*SOURCE INFORMATION*.
------------

//! HTTP transport for the JSON management-agent protocol.
//!
//! Every request is a single `POST` of a JSON object to the agent URL. The
//! agent answers with an envelope carrying a `status`; `200` carries the
//! `value`, anything else carries the remote exception type and message,
//! which [`AgentResponse::into_result`] maps onto [`ManagementError`].

use std::io;
use std::time::Duration;

use serde::{Deserialize, Serialize};
use serde_json::Value;
use tracing::debug;
use url::Url;

use super::{ConnectError, ManagementConnection, ManagementConnector, ManagementError};
use crate::CORE_TARGET;

const STATUS_OK: u16 = 200;
const MISSING_REGISTRY_SUFFIX: &str = "InstanceNotFoundException";
const REJECTED_ARGUMENT_SUFFIX: &str = "IllegalArgumentException";

/// Opens [`HttpConnection`]s with a fixed timeout.
#[derive(Debug, Clone, Copy)]
pub struct HttpConnector {
    timeout: Duration,
}

impl HttpConnector {
    /// Creates a connector applying `timeout` to connects and reads.
    #[must_use]
    pub const fn new(timeout: Duration) -> Self {
        Self { timeout }
    }
}

impl ManagementConnector for HttpConnector {
    fn connect(&self, address: &str) -> Result<Box<dyn ManagementConnection>, ConnectError> {
        let url = parse_agent_url(address)?;
        let agent = ureq::AgentBuilder::new()
            .timeout_connect(self.timeout)
            .timeout(self.timeout)
            .build();
        let connection = HttpConnection { agent, url };
        connection.handshake()?;
        Ok(Box::new(connection))
    }
}

/// Connection to one agent; dropping it releases the pooled sockets.
pub struct HttpConnection {
    agent: ureq::Agent,
    url: Url,
}

impl HttpConnection {
    /// Agent URL this connection posts to.
    #[must_use]
    pub fn url(&self) -> &Url {
        &self.url
    }

    fn handshake(&self) -> Result<(), ConnectError> {
        let address = self.url.to_string();
        let response = self
            .send(&AgentRequest::Version)
            .map_err(|failure| match failure {
                SendFailure::Transport {
                    unreachable: true,
                    message,
                } => ConnectError::Unreachable {
                    address: address.clone(),
                    message,
                },
                other => ConnectError::Handshake {
                    address: address.clone(),
                    message: other.to_string(),
                },
            })?;
        if response.status != STATUS_OK {
            return Err(ConnectError::Handshake {
                address,
                message: response.error.unwrap_or_else(|| format!("status {}", response.status)),
            });
        }
        debug!(target: CORE_TARGET, agent = %self.url, "agent handshake complete");
        Ok(())
    }

    fn send(&self, request: &AgentRequest<'_>) -> Result<AgentResponse, SendFailure> {
        let response = match self.agent.post(self.url.as_str()).send_json(request) {
            Ok(response) => response,
            // Agents may mirror the envelope status onto the HTTP status line;
            // the body still carries the envelope.
            Err(ureq::Error::Status(_, response)) => response,
            Err(ureq::Error::Transport(transport)) => {
                return Err(SendFailure::Transport {
                    unreachable: matches!(
                        transport.kind(),
                        ureq::ErrorKind::ConnectionFailed | ureq::ErrorKind::Dns
                    ),
                    message: transport.to_string(),
                });
            }
        };
        response
            .into_json::<AgentResponse>()
            .map_err(SendFailure::Decode)
    }
}

impl ManagementConnection for HttpConnection {
    fn get_attribute(
        &mut self,
        registry: &str,
        attribute: &str,
    ) -> Result<Value, ManagementError> {
        self.send(&AgentRequest::Read {
            mbean: registry,
            attribute,
        })?
        .into_result(registry)
    }

    fn invoke(
        &mut self,
        registry: &str,
        operation: &str,
        arguments: &[Value],
    ) -> Result<Value, ManagementError> {
        self.send(&AgentRequest::Exec {
            mbean: registry,
            operation,
            arguments,
        })?
        .into_result(registry)
    }
}

/// Validates `address` as an agent URL.
pub fn parse_agent_url(address: &str) -> Result<Url, ConnectError> {
    let invalid = |reason: String| ConnectError::InvalidAddress {
        address: address.to_owned(),
        reason,
    };
    let url = Url::parse(address).map_err(|error| invalid(error.to_string()))?;
    if !matches!(url.scheme(), "http" | "https") {
        return Err(invalid(format!("unsupported scheme {}", url.scheme())));
    }
    if url.host_str().is_none_or(str::is_empty) {
        return Err(invalid(String::from("missing host")));
    }
    Ok(url)
}

#[derive(Debug, Serialize)]
#[serde(tag = "type", rename_all = "lowercase")]
enum AgentRequest<'a> {
    Version,
    Read {
        mbean: &'a str,
        attribute: &'a str,
    },
    Exec {
        mbean: &'a str,
        operation: &'a str,
        arguments: &'a [Value],
    },
}

#[derive(Debug, Deserialize)]
struct AgentResponse {
    status: u16,
    #[serde(default)]
    value: Value,
    #[serde(default)]
    error_type: Option<String>,
    #[serde(default)]
    error: Option<String>,
}

impl AgentResponse {
    fn into_result(self, registry: &str) -> Result<Value, ManagementError> {
        if self.status == STATUS_OK {
            return Ok(self.value);
        }
        let error_type = self.error_type.unwrap_or_default();
        let message = self
            .error
            .unwrap_or_else(|| format!("agent returned status {}", self.status));
        if error_type.ends_with(MISSING_REGISTRY_SUFFIX) {
            Err(ManagementError::RegistryMissing {
                registry: registry.to_owned(),
            })
        } else if error_type.ends_with(REJECTED_ARGUMENT_SUFFIX) {
            Err(ManagementError::Rejected {
                message: strip_exception_prefix(&message, &error_type),
            })
        } else {
            Err(ManagementError::Remote {
                error_type,
                message,
            })
        }
    }
}

/// Agents prefix messages with the exception class; operators only need the text.
fn strip_exception_prefix(message: &str, error_type: &str) -> String {
    message
        .strip_prefix(error_type)
        .map(|rest| rest.trim_start().trim_start_matches(':').trim())
        .unwrap_or(message)
        .to_owned()
}

#[derive(Debug, thiserror::Error)]
enum SendFailure {
    #[error("{message}")]
    Transport { unreachable: bool, message: String },
    #[error("failed to decode agent response: {0}")]
    Decode(io::Error),
}

impl From<SendFailure> for ManagementError {
    fn from(failure: SendFailure) -> Self {
        match failure {
            SendFailure::Transport { message, .. } => Self::Transport { message },
            SendFailure::Decode(error) => Self::Protocol {
                message: error.to_string(),
            },
        }
    }
}

#[cfg(test)]
mod tests {
    use super::*;
    use crate::test_support::{FakeAgent, FakeRegistry, FakeTarget, NATIVE_REGISTRY};
    use rstest::rstest;
    use serde_json::json;
    use std::net::TcpListener;

    fn target() -> FakeTarget {
        FakeTarget::new().with_registry(
            FakeRegistry::native(NATIVE_REGISTRY)
                .logger("", Some("INFO"), "")
                .logger("com.app.Worker", Some("FINE"), ""),
        )
    }

    fn connect(agent: &FakeAgent) -> Box<dyn ManagementConnection> {
        HttpConnector::new(Duration::from_secs(2))
            .connect(&agent.url())
            .expect("connect to fake agent")
    }

    #[test]
    fn reads_attribute_through_agent() {
        let agent = FakeAgent::spawn(target()).expect("spawn agent");
        let mut connection = connect(&agent);

        let names = connection
            .get_attribute(NATIVE_REGISTRY, "LoggerNames")
            .expect("read logger names");

        assert_eq!(names, json!(["", "com.app.Worker"]));
        let requests = agent.requests();
        assert_eq!(requests.first(), Some(&json!({"type": "version"})));
        assert_eq!(
            requests.get(1),
            Some(&json!({
                "type": "read",
                "mbean": NATIVE_REGISTRY,
                "attribute": "LoggerNames"
            }))
        );
    }

    #[test]
    fn invokes_operation_with_null_argument() {
        let agent = FakeAgent::spawn(target()).expect("spawn agent");
        let mut connection = connect(&agent);

        connection
            .invoke(
                NATIVE_REGISTRY,
                "setLoggerLevel",
                &[json!("com.app.Worker"), Value::Null],
            )
            .expect("clear level");
        let level = connection
            .invoke(NATIVE_REGISTRY, "getLoggerLevel", &[json!("com.app.Worker")])
            .expect("read level");

        assert_eq!(level, json!(""));
        assert!(agent.requests().contains(&json!({
            "type": "exec",
            "mbean": NATIVE_REGISTRY,
            "operation": "setLoggerLevel",
            "arguments": ["com.app.Worker", null]
        })));
    }

    #[test]
    fn missing_registry_maps_to_registry_missing() {
        let agent = FakeAgent::spawn(target()).expect("spawn agent");
        let mut connection = connect(&agent);
        let error = connection
            .get_attribute("log4j:type=Logging", "LoggerNames")
            .unwrap_err();
        assert_eq!(
            error,
            ManagementError::RegistryMissing {
                registry: String::from("log4j:type=Logging")
            }
        );
    }

    #[test]
    fn illegal_argument_maps_to_rejected_without_class_prefix() {
        let agent = FakeAgent::spawn(target()).expect("spawn agent");
        let mut connection = connect(&agent);
        let error = connection
            .invoke(
                NATIVE_REGISTRY,
                "setLoggerLevel",
                &[json!("com.app.Worker"), json!("LOUD")],
            )
            .unwrap_err();
        assert_eq!(
            error,
            ManagementError::Rejected {
                message: String::from("Bad level \"LOUD\"")
            }
        );
    }

    #[test]
    fn refused_connection_is_unreachable() {
        let listener = TcpListener::bind(("127.0.0.1", 0)).expect("bind probe port");
        let port = listener.local_addr().expect("local addr").port();
        drop(listener);

        let error = HttpConnector::new(Duration::from_millis(500))
            .connect(&format!("http://127.0.0.1:{port}/jolokia/"))
            .err()
            .expect("connect must fail");
        assert!(matches!(error, ConnectError::Unreachable { .. }), "{error:?}");
    }

    #[rstest]
    #[case("not a url")]
    #[case("service:jmx:rmi:///jndi/rmi://localhost:9999/jmxrmi")]
    #[case("ftp://127.0.0.1/jolokia")]
    fn rejects_non_http_addresses(#[case] address: &str) {
        let error = parse_agent_url(address).unwrap_err();
        assert!(matches!(error, ConnectError::InvalidAddress { .. }));
    }

    #[rstest]
    #[case(
        "java.lang.IllegalArgumentException : Bad level \"X\"",
        "java.lang.IllegalArgumentException",
        "Bad level \"X\""
    )]
    #[case("Bad level \"X\"", "java.lang.IllegalArgumentException", "Bad level \"X\"")]
    fn strips_exception_class_from_messages(
        #[case] message: &str,
        #[case] error_type: &str,
        #[case] expected: &str,
    ) {
        assert_eq!(strip_exception_prefix(message, error_type), expected);
    }
}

------------

*EXERCISE AIM*. In the listing above, find the line with "use serde_json::Value;" and the line with "fn handshake(&self) ->". Output those two lines and every line between them, exactly as written.

*SOLUTION*.
use serde_json::Value;
use tracing::debug;
use url::Url;

use super::{ConnectError, ManagementConnection, ManagementConnector, ManagementError};
use crate::CORE_TARGET;

const STATUS_OK: u16 = 200;
const MISSING_REGISTRY_SUFFIX: &str = "InstanceNotFoundException";
const REJECTED_ARGUMENT_SUFFIX: &str = "IllegalArgumentException";

/// Opens [`HttpConnection`]s with a fixed timeout.
#[derive(Debug, Clone, Copy)]
pub struct HttpConnector {
    timeout: Duration,
}

impl HttpConnector {
    /// Creates a connector applying `timeout` to connects and reads.
    #[must_use]
    pub const fn new(timeout: Duration) -> Self {
        Self { timeout }
    }
}

impl ManagementConnector for HttpConnector {
    fn connect(&self, address: &str) -> Result<Box<dyn ManagementConnection>, ConnectError> {
        let url = parse_agent_url(address)?;
        let agent = ureq::AgentBuilder::new()
            .timeout_connect(self.timeout)
            .timeout(self.timeout)
            .build();
        let connection = HttpConnection { agent, url };
        connection.handshake()?;
        Ok(Box::new(connection))
    }
}

/// Connection to one agent; dropping it releases the pooled sockets.
pub struct HttpConnection {
    agent: ureq::Agent,
    url: Url,
}

impl HttpConnection {
    /// Agent URL this connection posts to.
    #[must_use]
    pub fn url(&self) -> &Url {
        &self.url
    }

    fn handshake(&self) -> Result<(), ConnectError> {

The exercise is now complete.